Multiple microalgal partners in symbiosis with the acantharian Acanthochiasma sp. (Radiolaria)

Type Article
Date 2012-12
Language English
Author(s) Decelle Johan1, 2, Siano Raffaele3, Probert Ian4, Poirier C1, 2, Not Fabrice1, 2
Affiliation(s) 1 : Univ Paris 06, UMR 7144, Biol Stn, F-29680 Roscoff, France.
2 : CNRS, Biol Stn, UMR 7144, F-29680 Roscoff, France.
3 : IFREMER, Ctr Brest, DYNECO Pelagos, F-29280 Plouzane, France.
4 : Univ Paris 06, FR 2424, Biol Stn, F-29680 Roscoff, France.

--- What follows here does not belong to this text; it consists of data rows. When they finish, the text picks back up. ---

//! Assembling commands into transactions.

use crate::command::{check_member, check_scope, AtomicCommand, Command, RevisionCheck, Transaction};
use crate::diff::value_command;
use crate::error::{Error, Result};
use crate::ids::{Address, Revision, REVISION_UNDEFINED};
use crate::traits::{ObjectView, ReadableModel, ReadableObject};
use crate::value::Value;

/// Ordered list of atomic commands scoped to one model or object.
#[derive(Clone, Debug, PartialEq)]
pub struct TransactionBuilder {
    target: Address,
    commands: Vec<AtomicCommand>,
}

impl TransactionBuilder {
    pub fn new(target: Address) -> Result<Self> {
        check_scope(&target)?;
        Ok(Self {
            target,
            commands: Vec::new(),
        })
    }

    pub fn target(&self) -> &Address {
        &self.target
    }

    pub fn commands(&self) -> &[AtomicCommand] {
        &self.commands
    }

    pub fn len(&self) -> usize {
        self.commands.len()
    }

    pub fn is_empty(&self) -> bool {
        self.commands.is_empty()
    }

    /// Appends `command`; transactions are flattened into their members. Nothing is
    /// added if any member falls outside the builder's scope.
    pub fn add_command(&mut self, command: impl Into<Command>) -> Result<()> {
        let command = command.into();
        for atomic in command.atomic_commands() {
            check_member(&self.target, atomic)?;
        }
        match command {
            Command::Atomic(atomic) => self.commands.push(atomic),
            Command::Transaction(tx) => self.commands.extend(tx.into_commands()),
        }
        Ok(())
    }

    /// Removes the first command equal to `command`.
    pub fn remove_command(&mut self, command: &AtomicCommand) -> bool {
        match self.commands.iter().position(|c| c == command) {
            Some(idx) => {
                self.commands.remove(idx);
                true
            }
            None => false,
        }
    }

    /// The single command itself, or a transaction around several.
    pub fn build(self) -> Result<Command> {
        Command::from_commands(self.target, self.commands)?.ok_or(Error::EmptyTransaction)
    }

    pub fn build_transaction(self) -> Result<Transaction> {
        Transaction::new(self.target, self.commands)
    }

    /// Adds the commands that turn `old` into `new`. Generated commands carry
    /// the revisions of `old`, so they apply to the state `old` was read from.
    pub fn change_model(
        &mut self,
        old: &(impl ReadableModel + ?Sized),
        new: &(impl ReadableModel + ?Sized),
    ) -> Result<()> {
        let model = old.address();
        for id in old.object_ids() {
            if !new.has_object(&id) {
                let revision = old.object_revision(&id).unwrap_or(REVISION_UNDEFINED);
                self.add_command(AtomicCommand::remove_object(
                    model.with_object(id),
                    RevisionCheck::Exact(revision),
                ))?;
            }
        }
        for id in new.object_ids() {
            let new_object = ObjectView::new(new, id.clone());
            if old.has_object(&id) {
                self.change_object(&ObjectView::new(old, id), &new_object)?;
            } else {
                self.add_command(AtomicCommand::add_object(
                    model.with_object(id),
                    RevisionCheck::Safe,
                ))?;
                self.add_fields(&new_object)?;
            }
        }
        Ok(())
    }

    pub fn change_object(
        &mut self,
        old: &(impl ReadableObject + ?Sized),
        new: &(impl ReadableObject + ?Sized),
    ) -> Result<()> {
        let object = old.address();
        for id in old.field_ids() {
            if !new.has_field(&id) {
                let revision = old.field_revision(&id).unwrap_or(REVISION_UNDEFINED);
                self.add_command(AtomicCommand::remove_field(
                    object.with_field(id),
                    RevisionCheck::Exact(revision),
                ))?;
            }
        }
        for id in new.field_ids() {
            match old.field_revision(&id) {
                Some(revision) => self.change_value(
                    object.with_field(id.clone()),
                    revision,
                    old.value(&id),
                    new.value(&id),
                )?,
                None => {
                    let field = object.with_field(id.clone());
                    self.add_command(AtomicCommand::add_field(field.clone(), RevisionCheck::Safe))?;
                    if let Some(value) = new.value(&id) {
                        self.add_command(AtomicCommand::add_value(field, value, RevisionCheck::New))?;
                    }
                }
            }
        }
        Ok(())
    }

    /// Adds the value command for `old -> new` on an existing field, if they differ.
    pub fn change_value(
        &mut self,
        field: Address,
        old_revision: Revision,
        old: Option<Value>,
        new: Option<Value>,
    ) -> Result<()> {
        match value_command(field, old, new, RevisionCheck::Exact(old_revision)) {
            Some(command) => self.add_command(command),
            None => Ok(()),
        }
    }

    fn add_fields(&mut self, object: &(impl ReadableObject + ?Sized)) -> Result<()> {
        let address = object.address();
        for id in object.field_ids() {
            let field = address.with_field(id.clone());
            self.add_command(AtomicCommand::add_field(field.clone(), RevisionCheck::Safe))?;
            if let Some(value) = object.value(&id) {
                self.add_command(AtomicCommand::add_value(field, value, RevisionCheck::New))?;
            }
        }
        Ok(())
    }
}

Source Symbiosis (0334-5114) (Springer), 2012-12 , Vol. 58 , N. 1-3 , P. 233-244
DOI 10.1007/s13199-012-0195-x
WOS© Times Cited 18
Keyword(s) Photosymbiosis, Radiolaria, Acantharia, Protists, Microalgae, Plankton
Abstract Acantharia (Radiolaria) are widespread and abundant heterotrophic marine protists, some of which can host endosymbiotic eukaryotic microalgae. Although this photosymbiotic association was first described at the end of the 19th century, the diversity of the symbiotic microalgae remains poorly characterized. Here, we examined the identity of the microalgae associated with the acantharian species Acanthochiasma sp. by sequencing partial 18S and internal transcribed spacer (ITS) ribosomal DNA genes from cultured symbionts and directly from isolated holobiont specimens. Single Acanthochiasma cells contained multiple symbiotic partners, including distantly related dinoflagellates (Heterocapsa sp., Pelagodinium sp., Azadinium sp. and Scrippsiella sp.) as well as a haptophyte (Chrysochromulina sp.). This original association of multiple symbiotic microalgae within a single host cell raises questions about the specificity and functioning of the relationship. These microalgae exhibit the common ecological feature of being abundant and widely distributed in coastal and oceanic waters, some occasionally forming extensive blooms. Some of the microalgal genera found in association
with Acanthochiasma (i.e. Pelagodinium and Chrysochromulina) are known to occur in symbiosis with other heterotrophic protists such as Foraminifera and other Radiolaria, whereas Heterocapsa, Scrippsiella and Azadinium have never previously been reported to be involved in putative symbiotic relationships. The unusual association unveiled in this study contributes to our understanding of the ecological and evolutionary significance of photosymbiosis in Acantharia and also provides new insights into the nature of such partnerships in the planktonic realm.